Canadian Bishops Invite Residential School Survivors, Indigenous Elders, Knowledge Keepers and Youth to meet with Pope Francis in DecemberWednesday, November 10 2021
OTTAWA, November 10, 2021 – The Catholic Bishops of Canada are pleased to announce that 25-30 First Nations, Inuit, and Métis Elders, knowledge keepers, residential school survivors, and youth will meet with Pope Francis at the Vatican from December 17-20, 2021, accompanied by a small group of Canadian Bishops.
“The journey towards healing and reconciliation is a long one, but we believe this will be a significant milestone in the Catholic Church’s commitment to renewing, strengthening and reconciling relationships with Indigenous Peoples across the land,” said CCCB President, the Most Rev. Raymond Poisson. “With this delegation, we hope to walk together in a new way, to listen with humility, and to discern the next steps that the Church can take to support residential school survivors, their families, and their communities.”
The delegation has been planned through ongoing dialogue with the Assembly of First Nations, the Métis National Council, the Inuit Tapiriit Kanatami, and other Indigenous leaders. While specific travel plans and itineraries are being coordinated with the delegates directly, representatives from the Vatican have confirmed that the Holy Father will participate in private meetings with First Nations, Inuit, and Métis delegates respectively to hear their personal stories of the lasting legacy of residential schools. Delegates will also have the opportunity to speak with the Holy Father about their hopes and expectations for his eventual pilgrimage to Canada.
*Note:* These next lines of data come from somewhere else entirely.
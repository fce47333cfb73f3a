//! # Folio Editor
//!
//! Editing engine for the block pages of a site document.
//!
//! ```text
//! SiteHost ──current()──▶ EditSession ──apply(Mutation)──▶ working copy
//!     ▲                                                        │
//!     └──────────────────────── save() ─────────────────────────┘
//! ```
//!
//! Mutations are validated before they touch the document, so a rejected
//! mutation never leaves a page half-edited. Saving sends the whole working
//! copy; there are no partial updates and no merging with concurrent edits.
//!
//! ```rust,ignore
//! use folio_editor::{EditSession, Mutation};
//!
//! let mut session = EditSession::open("admin", &host);
//! session.apply(Mutation::InitializeDefaults { page: "about-overview".into() })?;
//! session.save(&host).await?;
//! ```

pub mod defaults;
mod errors;
mod form;
mod ids;
mod mutations;
mod session;
mod templates;

pub use errors::EditorError;
pub use form::{BlockForm, FieldControl, StyleField};
pub use ids::IdGenerator;
pub use mutations::{Direction, Mutation, MutationError, MutationResult};
pub use session::EditSession;
pub use templates::{catalog, find_template, Template, TemplateBlock};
In addition to this group of delegates, additional Indigenous Peoples have been invited to participate in the journey, including for a final audience with the Holy Father. Centred around the principles of mutual trust, respect, and a shared desire to move forward for a more hopeful future, the Canadian Bishops and Indigenous Partners have agreed upon the theme, “Indigenous Peoples and the Church: Walking Together Toward Healing and Reconciliation”.
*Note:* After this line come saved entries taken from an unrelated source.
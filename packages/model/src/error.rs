use thiserror::Error;

#[derive(Error, Debug, Clone, PartialEq)]
pub enum ModelError {
    #[error("Missing field: {0}")]
    MissingField(&'static str),

    #[error("Unknown block type: {0}")]
    UnknownType(String),

    #[error("Invalid field {field}: expected {expected}")]
    InvalidField {
        field: &'static str,
        expected: &'static str,
    },

    #[error("Site document must be a JSON object")]
    NotAnObject,

    #[error("JSON error: {0}")]
    Json(String),
}

impl From<serde_json::Error> for ModelError {
    fn from(e: serde_json::Error) -> Self {
        ModelError::Json(e.to_string())
    }
}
Collectively, the delegation includes participants from across the country, representing multiple faith and linguistic backgrounds. Every delegate brings their own perspective on the history of colonialism and residential schools.
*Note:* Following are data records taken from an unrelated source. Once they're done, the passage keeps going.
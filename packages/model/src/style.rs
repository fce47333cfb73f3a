//! Style vocabulary and the default table.
//!
//! A block's [`StyleSet`] is sparse. Anything absent (or empty) resolves to
//! the value in [`StyleKey::default_value`]; both the renderer and the editor
//! form go through [`EffectiveStyle`] so they can never disagree.

use serde::{Deserialize, Serialize};
use serde_json::{Map, Value};

/// Marker that ends the image/text pairing of the side-by-side layout.
pub const FULL_WIDTH: &str = "fullWidth";

/// Style keys understood by the renderer
#[derive(Debug, Clone, Copy, PartialEq, Eq, Hash, PartialOrd, Ord)]
pub enum StyleKey {
    FontSize,
    FontWeight,
    Color,
    LineHeight,
    LetterSpacing,
    TextAlign,
    MarginTop,
    MarginBottom,
    MarginRight,
    Opacity,
    Display,
    Width,
    Height,
    Padding,
    BackgroundColor,
    BorderLeft,
    Border,
    BorderRadius,
    BoxShadow,
}

impl StyleKey {
    pub const ALL: [StyleKey; 19] = [
        StyleKey::FontSize,
        StyleKey::FontWeight,
        StyleKey::Color,
        StyleKey::LineHeight,
        StyleKey::LetterSpacing,
        StyleKey::TextAlign,
        StyleKey::MarginTop,
        StyleKey::MarginBottom,
        StyleKey::MarginRight,
        StyleKey::Opacity,
        StyleKey::Display,
        StyleKey::Width,
        StyleKey::Height,
        StyleKey::Padding,
        StyleKey::BackgroundColor,
        StyleKey::BorderLeft,
        StyleKey::Border,
        StyleKey::BorderRadius,
        StyleKey::BoxShadow,
    ];

    /// Key as stored in the JSON document
    pub fn as_str(self) -> &'static str {
        match self {
            StyleKey::FontSize => "fontSize",
            StyleKey::FontWeight => "fontWeight",
            StyleKey::Color => "color",
            StyleKey::LineHeight => "lineHeight",
            StyleKey::LetterSpacing => "letterSpacing",
            StyleKey::TextAlign => "textAlign",
            StyleKey::MarginTop => "marginTop",
            StyleKey::MarginBottom => "marginBottom",
            StyleKey::MarginRight => "marginRight",
            StyleKey::Opacity => "opacity",
            StyleKey::Display => "display",
            StyleKey::Width => "width",
            StyleKey::Height => "height",
            StyleKey::Padding => "padding",
            StyleKey::BackgroundColor => "backgroundColor",
            StyleKey::BorderLeft => "borderLeft",
            StyleKey::Border => "border",
            StyleKey::BorderRadius => "borderRadius",
            StyleKey::BoxShadow => "boxShadow",
        }
    }

    /// CSS property name
    pub fn css_property(self) -> &'static str {
        match self {
            StyleKey::FontSize => "font-size",
            StyleKey::FontWeight => "font-weight",
            StyleKey::Color => "color",
            StyleKey::LineHeight => "line-height",
            StyleKey::LetterSpacing => "letter-spacing",
            StyleKey::TextAlign => "text-align",
            StyleKey::MarginTop => "margin-top",
            StyleKey::MarginBottom => "margin-bottom",
            StyleKey::MarginRight => "margin-right",
            StyleKey::Opacity => "opacity",
            StyleKey::Display => "display",
            StyleKey::Width => "width",
            StyleKey::Height => "height",
            StyleKey::Padding => "padding",
            StyleKey::BackgroundColor => "background-color",
            StyleKey::BorderLeft => "border-left",
            StyleKey::Border => "border",
            StyleKey::BorderRadius => "border-radius",
            StyleKey::BoxShadow => "box-shadow",
        }
    }

    pub fn default_value(self) -> &'static str {
        match self {
            StyleKey::FontSize => "16px",
            StyleKey::FontWeight => "400",
            StyleKey::Color => "#333333",
            StyleKey::LineHeight => "1.6",
            StyleKey::LetterSpacing => "normal",
            StyleKey::TextAlign => "left",
            StyleKey::MarginTop => "0px",
            StyleKey::MarginBottom => "20px",
            StyleKey::MarginRight => "0px",
            StyleKey::Opacity => "1",
            StyleKey::Display => "block",
            StyleKey::Width => "auto",
            StyleKey::Height => "auto",
            StyleKey::Padding => "0px",
            StyleKey::BackgroundColor => "transparent",
            StyleKey::BorderLeft => "none",
            StyleKey::Border => "none",
            StyleKey::BorderRadius => "0px",
            StyleKey::BoxShadow => "none",
        }
    }

    pub fn from_name(name: &str) -> Option<Self> {
        StyleKey::ALL.iter().copied().find(|key| key.as_str() == name)
    }
}

/// Sparse style overrides of one block.
///
/// Unknown keys and non-string values are kept verbatim so an untouched
/// document serializes back to the same JSON.
#[derive(Debug, Clone, Default, PartialEq, Serialize, Deserialize)]
#[serde(transparent)]
pub struct StyleSet {
    entries: Map<String, Value>,
}

impl StyleSet {
    pub fn new() -> Self {
        Self::default()
    }

    pub fn from_pairs(pairs: &[(&str, &str)]) -> Self {
        let mut set = Self::new();
        for (key, value) in pairs {
            set.set(key, *value);
        }
        set
    }

    /// String value of a vocabulary key. Non-string values read as absent.
    pub fn get(&self, key: StyleKey) -> Option<&str> {
        self.get_raw(key.as_str()).and_then(Value::as_str)
    }

    pub fn get_raw(&self, name: &str) -> Option<&Value> {
        self.entries.get(name)
    }

    /// Stores the value exactly as given.
    pub fn set(&mut self, name: &str, value: impl Into<String>) {
        self.entries
            .insert(name.to_string(), Value::String(value.into()));
    }

    pub fn remove(&mut self, name: &str) -> Option<Value> {
        self.entries.shift_remove(name)
    }

    /// Any truthy value marks the block, as older saves stored it loosely.
    pub fn full_width(&self) -> bool {
        match self.entries.get(FULL_WIDTH) {
            None | Some(Value::Null) => false,
            Some(Value::Bool(flag)) => *flag,
            Some(Value::Number(n)) => n.as_f64().is_some_and(|n| n != 0.0),
            Some(Value::String(s)) => !s.is_empty(),
            Some(_) => true,
        }
    }

    pub fn set_full_width(&mut self, full_width: bool) {
        if full_width {
            self.entries.insert(FULL_WIDTH.to_string(), Value::Bool(true));
        } else {
            self.entries.shift_remove(FULL_WIDTH);
        }
    }

    pub fn len(&self) -> usize {
        self.entries.len()
    }

    pub fn is_empty(&self) -> bool {
        self.entries.is_empty()
    }

    pub fn iter(&self) -> impl Iterator<Item = (&String, &Value)> {
        self.entries.iter()
    }
}

/// Fully resolved style of a block: every vocabulary key has a value.
#[derive(Debug, Clone, PartialEq)]
pub struct EffectiveStyle {
    values: [String; 19],
}

impl EffectiveStyle {
    pub fn resolve(styles: &StyleSet) -> Self {
        let values = StyleKey::ALL.map(|key| match styles.get(key) {
            Some(value) if !value.is_empty() => value.to_string(),
            _ => key.default_value().to_string(),
        });
        Self { values }
    }

    pub fn get(&self, key: StyleKey) -> &str {
        &self.values[key as usize]
    }

    pub fn is_inline_block(&self) -> bool {
        self.get(StyleKey::Display) == "inline-block"
    }

    /// Width of the block container: only inline blocks honour `width`,
    /// everything else spans the row.
    pub fn container_width(&self) -> &str {
        if self.is_inline_block() {
            self.get(StyleKey::Width)
        } else {
            "100%"
        }
    }

    /// Flex justification for image blocks, derived from `textAlign`.
    pub fn image_justify(&self) -> &'static str {
        match self.get(StyleKey::TextAlign) {
            "center" => "center",
            "right" => "flex-end",
            _ => "flex-start",
        }
    }
}

#[cfg(test)]
mod tests {
    use super::*;

    #[test]
    fn test_every_key_has_a_default() {
        let resolved = EffectiveStyle::resolve(&StyleSet::new());
        for key in StyleKey::ALL {
            assert_eq!(resolved.get(key), key.default_value());
            assert!(!key.default_value().is_empty());
        }
    }

    #[test]
    fn test_key_names_round_trip() {
        for key in StyleKey::ALL {
            assert_eq!(StyleKey::from_name(key.as_str()), Some(key));
        }
        assert_eq!(StyleKey::from_name("paddingLeft"), None);
    }

    #[test]
    fn test_empty_and_non_string_values_fall_back() {
        let mut styles = StyleSet::from_pairs(&[("fontSize", ""), ("color", "#C8102E")]);
        styles
            .entries
            .insert("opacity".to_string(), Value::from(0.5));

        let resolved = EffectiveStyle::resolve(&styles);
        assert_eq!(resolved.get(StyleKey::FontSize), "16px");
        assert_eq!(resolved.get(StyleKey::Color), "#C8102E");
        assert_eq!(resolved.get(StyleKey::Opacity), "1");
    }

    #[test]
    fn test_container_width_rule() {
        let block = EffectiveStyle::resolve(&StyleSet::from_pairs(&[("width", "48%")]));
        assert_eq!(block.container_width(), "100%");

        let inline = EffectiveStyle::resolve(&StyleSet::from_pairs(&[
            ("width", "48%"),
            ("display", "inline-block"),
        ]));
        assert_eq!(inline.container_width(), "48%");

        let inline_auto =
            EffectiveStyle::resolve(&StyleSet::from_pairs(&[("display", "inline-block")]));
        assert_eq!(inline_auto.container_width(), "auto");
    }

    #[test]
    fn test_image_justify() {
        let justify = |align: &str| {
            EffectiveStyle::resolve(&StyleSet::from_pairs(&[("textAlign", align)])).image_justify()
        };
        assert_eq!(justify("center"), "center");
        assert_eq!(justify("right"), "flex-end");
        assert_eq!(justify("left"), "flex-start");
        assert_eq!(justify("justify"), "flex-start");
    }

    #[test]
    fn test_full_width_marker() {
        let mut styles = StyleSet::new();
        assert!(!styles.full_width());
        styles.set_full_width(true);
        assert!(styles.full_width());
        styles.set_full_width(false);
        assert!(styles.is_empty());
    }

    #[test]
    fn test_loose_full_width_values() {
        let styles: StyleSet = serde_json::from_value(serde_json::json!({ "fullWidth": "true" })).unwrap();
        assert!(styles.full_width());
        let styles: StyleSet = serde_json::from_value(serde_json::json!({ "fullWidth": 1 })).unwrap();
        assert!(styles.full_width());
        let styles: StyleSet = serde_json::from_value(serde_json::json!({ "fullWidth": "" })).unwrap();
        assert!(!styles.full_width());
        let styles: StyleSet = serde_json::from_value(serde_json::json!({ "fullWidth": false })).unwrap();
        assert!(!styles.full_width());
    }
}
Travel and hospitality costs for the delegation will be covered by the Canadian Conference of Catholic Bishops. Mental health workers will travel with the group, in recognition of the painful sentiments that may be experienced by many delegates.
Additional information on media accreditation and availabilities will be communicated in short order. Information about the delegates themselves will also be shared in the coming weeks, subject to their consent.